Thursday, February 11, 2021

REPORT ON FOX AS IF IT'S PART OF THE GOVERNMENT -- BECAUSE IT IS

Nicholas Kristof wishes we could impeach Fox News.
As America debates whether to hold former President Donald Trump accountable for inciting insurrection, what about his co-conspirator Fox News?

Fox helped sell Trump’s lie about a stolen election, propelling true believers like Ashli Babbitt — a fan of Fox personalities like Tucker Carlson — to storm the Capitol. Babbitt died in the attack, while this week Fox Corporation merrily reported a 17 percent jump in quarterly earnings.
He thinks there's a possible remedy for the Fox problem.
... there are steps we can take — imperfect, inadequate ones, resting on slippery slopes — to create accountability not only for Trump but also for fellow travelers at Fox, OANN, Newsmax and so on.

That can mean pressure on advertisers to avoid underwriting extremists (of any political bent), but the Fox News business model depends not so much on advertising as on cable subscription fees. So a second step is to call on cable companies to drop Fox News from basic cable TV packages....

Angelo Carusone, president of Media Matters for America, says that Fox News relies on unusually generous cable fees — more than twice what CNN receives and five times what MSNBC commands. So Media Matters started a campaign, at unfoxmycablebox.com, for people to ask cable carriers to drop Fox News from their packages.
But Fox would threaten to pull its other channels -- especially sports channels -- from any system that tried to do this. Fox-loving viewers would howl. And there'd be cries of "deplatforming" and "cancel culture." (Kristof is squeamish about this idea for precisely that reason.)

I don't believe we can get cable system to drop Fox, for all these reasons. We can't put the toothpaste back in the tube. And no, I don't think we can solve this with the revival of a Fairness Doctrine that made sense when television had the capacity to show you only a handful of channels, but stopped making sense when cable TV expanded, followed by the Internet.

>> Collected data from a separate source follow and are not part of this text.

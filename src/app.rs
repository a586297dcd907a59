use axum::{
    Json, Router,
    extract::{DefaultBodyLimit, Multipart, Path, Query, Request, State, multipart::MultipartError},
    http::{StatusCode, header},
    middleware::{self, Next},
    response::{IntoResponse, Response},
    routing::{get, post},
};
use lazy_static::lazy_static;
use regex::Regex;
use serde::ser::SerializeMap;
use serde::{Deserialize, Serialize, Serializer};
use std::sync::Arc;
use std::time::Instant;
use tokio::net::TcpListener;
use tower_http::cors::CorsLayer;

use crate::cell::CellValue;
use crate::config::ServerConfig;
use crate::error::SheetError;
use crate::session::{Export, ExportFormat, OpenFile, StoreService, WorkbookService};
use crate::spreadsheet::Document;
use crate::store::MemoryStore;

lazy_static! {
    static ref UNSAFE_FILENAME_CHARS: Regex = Regex::new(r#"[^A-Za-z0-9._ ()-]"#).unwrap();
}

pub struct AppState {
    service: Arc<dyn WorkbookService>,
}

#[derive(Deserialize)]
#[serde(rename_all = "camelCase")]
struct ChangeSheet {
    sheet_name: String,
}

#[derive(Deserialize)]
#[serde(rename_all = "camelCase")]
struct CellUpdate {
    row_index: i64,
    column_index: i64,
    #[serde(default)]
    value: CellValue,
}

#[derive(Deserialize)]
#[serde(rename_all = "camelCase")]
struct ExportQuery {
    file_name: Option<String>,
    format: Option<String>,
}

#[derive(Serialize)]
struct ErrorResponse {
    error: String,
}

/// Everything a client needs to render a file: the active sheet flattened into
/// `headers`/`data` plus every sheet by name.
#[derive(Serialize)]
#[serde(rename_all = "camelCase")]
struct FilePayload<'a> {
    file_id: &'a str,
    file_name: &'a str,
    headers: &'a [String],
    data: &'a [Vec<CellValue>],
    sheet_names: &'a [String],
    active_sheet: &'a str,
    sheets: SheetsByName<'a>,
}

impl<'a> From<&'a OpenFile> for FilePayload<'a> {
    fn from(open: &'a OpenFile) -> Self {
        let doc: &Document = &open.document;
        FilePayload {
            file_id: &open.file_id,
            file_name: &open.file_name,
            headers: doc.headers(),
            data: doc.data(),
            sheet_names: doc.sheet_names(),
            active_sheet: doc.active_sheet(),
            sheets: SheetsByName(doc),
        }
    }
}

// Serialized as a JSON object in workbook order.
struct SheetsByName<'a>(&'a Document);

impl Serialize for SheetsByName<'_> {
    fn serialize<S: Serializer>(&self, serializer: S) -> Result<S::Ok, S::Error> {
        let mut map = serializer.serialize_map(Some(self.0.sheet_names().len()))?;
        for (name, table) in self.0.sheets() {
            map.serialize_entry(name, table)?;
        }
        map.end()
    }
}

fn file_response(open: &OpenFile) -> Response {
    Json(FilePayload::from(open)).into_response()
}

/// Failure of one request, rendered as `{ "error": ... }`.
pub enum ApiError {
    Sheet(SheetError),
    Multipart(MultipartError),
}

impl From<SheetError> for ApiError {
    fn from(e: SheetError) -> Self {
        ApiError::Sheet(e)
    }
}

impl From<MultipartError> for ApiError {
    fn from(e: MultipartError) -> Self {
        ApiError::Multipart(e)
    }
}

fn status_for(error: &SheetError) -> StatusCode {
    match error {
        SheetError::NotFound(_) => StatusCode::NOT_FOUND,
        SheetError::Serialize(_) => StatusCode::INTERNAL_SERVER_ERROR,
        SheetError::Parse(_)
        | SheetError::UnknownSheet(_)
        | SheetError::Index { .. }
        | SheetError::Unsupported(_) => StatusCode::BAD_REQUEST,
    }
}

impl IntoResponse for ApiError {
    fn into_response(self) -> Response {
        let (status, message) = match self {
            ApiError::Sheet(e) => (status_for(&e), e.to_string()),
            ApiError::Multipart(e) => (e.status(), e.body_text()),
        };
        if status.is_server_error() {
            log::error!("{}", message);
        } else {
            log::warn!("{}", message);
        }
        (status, Json(ErrorResponse { error: message })).into_response()
    }
}

/// Build the HTTP router around a workbook service.
pub fn router(service: Arc<dyn WorkbookService>, max_upload_bytes: usize) -> Router {
    let app_state = Arc::new(AppState { service });

    Router::new()
        .route("/health", get(health))
        .route("/api/upload", post(upload_file))
        .route("/api/sheets/:file_id", get(get_file).delete(close_file))
        .route("/api/sheets/:file_id/change-sheet", post(change_sheet))
        .route("/api/sheets/:file_id/update-cell", post(update_cell))
        .route("/api/sheets/:file_id/export", get(export_file))
        .layer(DefaultBodyLimit::max(max_upload_bytes))
        .layer(middleware::from_fn(log_requests))
        .layer(CorsLayer::permissive())
        .with_state(app_state)
}

pub async fn run(config: ServerConfig) -> Result<(), Box<dyn std::error::Error>> {
    let service: Arc<dyn WorkbookService> = Arc::new(
        StoreService::new(Arc::new(MemoryStore::new(config.ttl))).with_max_cells(config.max_cells),
    );

    if config.ttl.is_some() {
        let sweeper = Arc::clone(&service);
        let every = config.sweep_interval;
        tokio::spawn(async move {
            let mut ticker = tokio::time::interval(every);
            loop {
                ticker.tick().await;
                sweeper.evict_expired();
            }
        });
    }

    let app = router(service, config.max_upload_bytes);

    // Start server
    let listener = TcpListener::bind(config.addr).await?;
    log::info!("Listening on http://{}", listener.local_addr()?);
    axum::serve(listener, app)
        .with_graceful_shutdown(shutdown_signal())
        .await?;

    Ok(())
}

async fn shutdown_signal() {
    if let Err(e) = tokio::signal::ctrl_c().await {
        log::error!("cannot listen for ctrl-c: {}", e);
        std::future::pending::<()>().await;
    }
    log::info!("shutting down");
}

async fn log_requests(request: Request, next: Next) -> Response {
    let method = request.method().clone();
    let uri = request.uri().clone();
    let started = Instant::now();

    let response = next.run(request).await;

    log::info!(
        "{} {} -> {} ({:.1?})",
        method,
        uri.path(),
        response.status().as_u16(),
        started.elapsed()
    );
    response
}

async fn health() -> &'static str {
    "ok"
}

async fn upload_file(
    State(state): State<Arc<AppState>>,
    mut multipart: Multipart,
) -> Result<Response, ApiError> {
    while let Some(field) = multipart.next_field().await? {
        if field.name() != Some("file") {
            continue;
        }
        let file_name = field.file_name().unwrap_or_default().to_string();
        let bytes = field.bytes().await?;

        let open = state.service.upload(&file_name, &bytes)?;
        return Ok(file_response(&open));
    }

    Err(SheetError::Unsupported("No file uploaded".to_string()).into())
}

async fn get_file(
    Path(file_id): Path<String>,
    State(state): State<Arc<AppState>>,
) -> Result<Response, ApiError> {
    let open = state.service.open_file(&file_id)?;
    Ok(file_response(&open))
}

async fn change_sheet(
    Path(file_id): Path<String>,
    State(state): State<Arc<AppState>>,
    Json(payload): Json<ChangeSheet>,
) -> Result<Response, ApiError> {
    let open = state.service.switch_sheet(&file_id, &payload.sheet_name)?;
    Ok(file_response(&open))
}

async fn update_cell(
    Path(file_id): Path<String>,
    State(state): State<Arc<AppState>>,
    Json(payload): Json<CellUpdate>,
) -> Result<Response, ApiError> {
    let open = state.service.update_cell(
        &file_id,
        payload.row_index,
        payload.column_index,
        payload.value,
    )?;
    Ok(file_response(&open))
}

async fn export_file(
    Path(file_id): Path<String>,
    Query(params): Query<ExportQuery>,
    State(state): State<Arc<AppState>>,
) -> Result<Response, ApiError> {
    let format = match params.format.as_deref().map(str::to_ascii_lowercase).as_deref() {
        None | Some("xlsx") => ExportFormat::Xlsx,
        Some("csv") => ExportFormat::Csv,
        Some(other) => {
            return Err(SheetError::Unsupported(format!("unknown export format: {}", other)).into());
        }
    };

    let export = state
        .service
        .export(&file_id, params.file_name.as_deref(), format)?;
    Ok(download_response(export))
}

fn download_response(export: Export) -> Response {
    let disposition = content_disposition(&export.file_name);
    (
        StatusCode::OK,
        [
            (header::CONTENT_TYPE, export.format.content_type().to_string()),
            (header::CONTENT_DISPOSITION, disposition),
        ],
        export.bytes,
    )
        .into_response()
}

/// `attachment` disposition with an ASCII fallback name and the exact name percent-encoded.
pub fn content_disposition(file_name: &str) -> String {
    let fallback = UNSAFE_FILENAME_CHARS.replace_all(file_name, "_");
    format!(
        "attachment; filename=\"{}\"; filename*=UTF-8''{}",
        fallback,
        urlencoding::encode(file_name)
    )
}

async fn close_file(
    Path(file_id): Path<String>,
    State(state): State<Arc<AppState>>,
) -> Result<StatusCode, ApiError> {
    state.service.close(&file_id)?;
    Ok(StatusCode::NO_CONTENT)
}

#[cfg(test)]
mod tests {
    use super::*;

    #[test]
    fn disposition_sanitizes_and_encodes() {
        assert_eq!(
            content_disposition("report.xlsx"),
            "attachment; filename=\"report.xlsx\"; filename*=UTF-8''report.xlsx"
        );
        assert_eq!(
            content_disposition("a\"b;ü.xlsx"),
            "attachment; filename=\"a_b__.xlsx\"; filename*=UTF-8''a%22b%3B%C3%BC.xlsx"
        );
    }

    #[test]
    fn error_statuses() {
        assert_eq!(status_for(&SheetError::NotFound("x".into())), StatusCode::NOT_FOUND);
        assert_eq!(
            status_for(&SheetError::UnknownSheet("x".into())),
            StatusCode::BAD_REQUEST
        );
        assert_eq!(
            status_for(&SheetError::index(-1, 0, "negative")),
            StatusCode::BAD_REQUEST
        );
        assert_eq!(
            status_for(&SheetError::serialize("disk full")),
            StatusCode::INTERNAL_SERVER_ERROR
        );
    }
}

At the risk of repeating what I said in my last post, I think the answer is to stop treating Fox (and Newsmax and OANN) as if they're media properties and begin covering them as if they're part of the government -- because they are.

The Republican Party is one of our two major parties, with power virtually everywhere in America -- and Fox and other right-wing media outlets act as full-time propaganda, messaging, and opposition research operations for the party. If you cover press releases and public statements from Mitch McConnell or the Republican National Committee on a daily basis, you should cover what's broadcast on Fox and its imitators the same way.

Years ago, Keith Olbermann was right every time his nightly "Worst Person in the World" was a Fox personality. Olbermann understood that what Fox hosts said was the news. He understood that Fox was injecting a toxic effluent into our politics. Years of that led to January 6.

Fox was, as Chris Hayes used to say, "state TV" during the Trump years. It was also state TV during the George W. Bush years. And if it's not the communications wing of the Republican government-in-exile now, then Newsmax or OANN will be.

The mainstream news audience needed to know the vile things Bill O'Reilly was saying in the Bush years and needs to know what Tucker Carlson is saying now. If deplatforming is impossible, then the next-best thing is relentless scrutiny. Stop treating these people as celebrities and media figures -- or as fellow journalists. Treat them as political operatives, because that's what they are.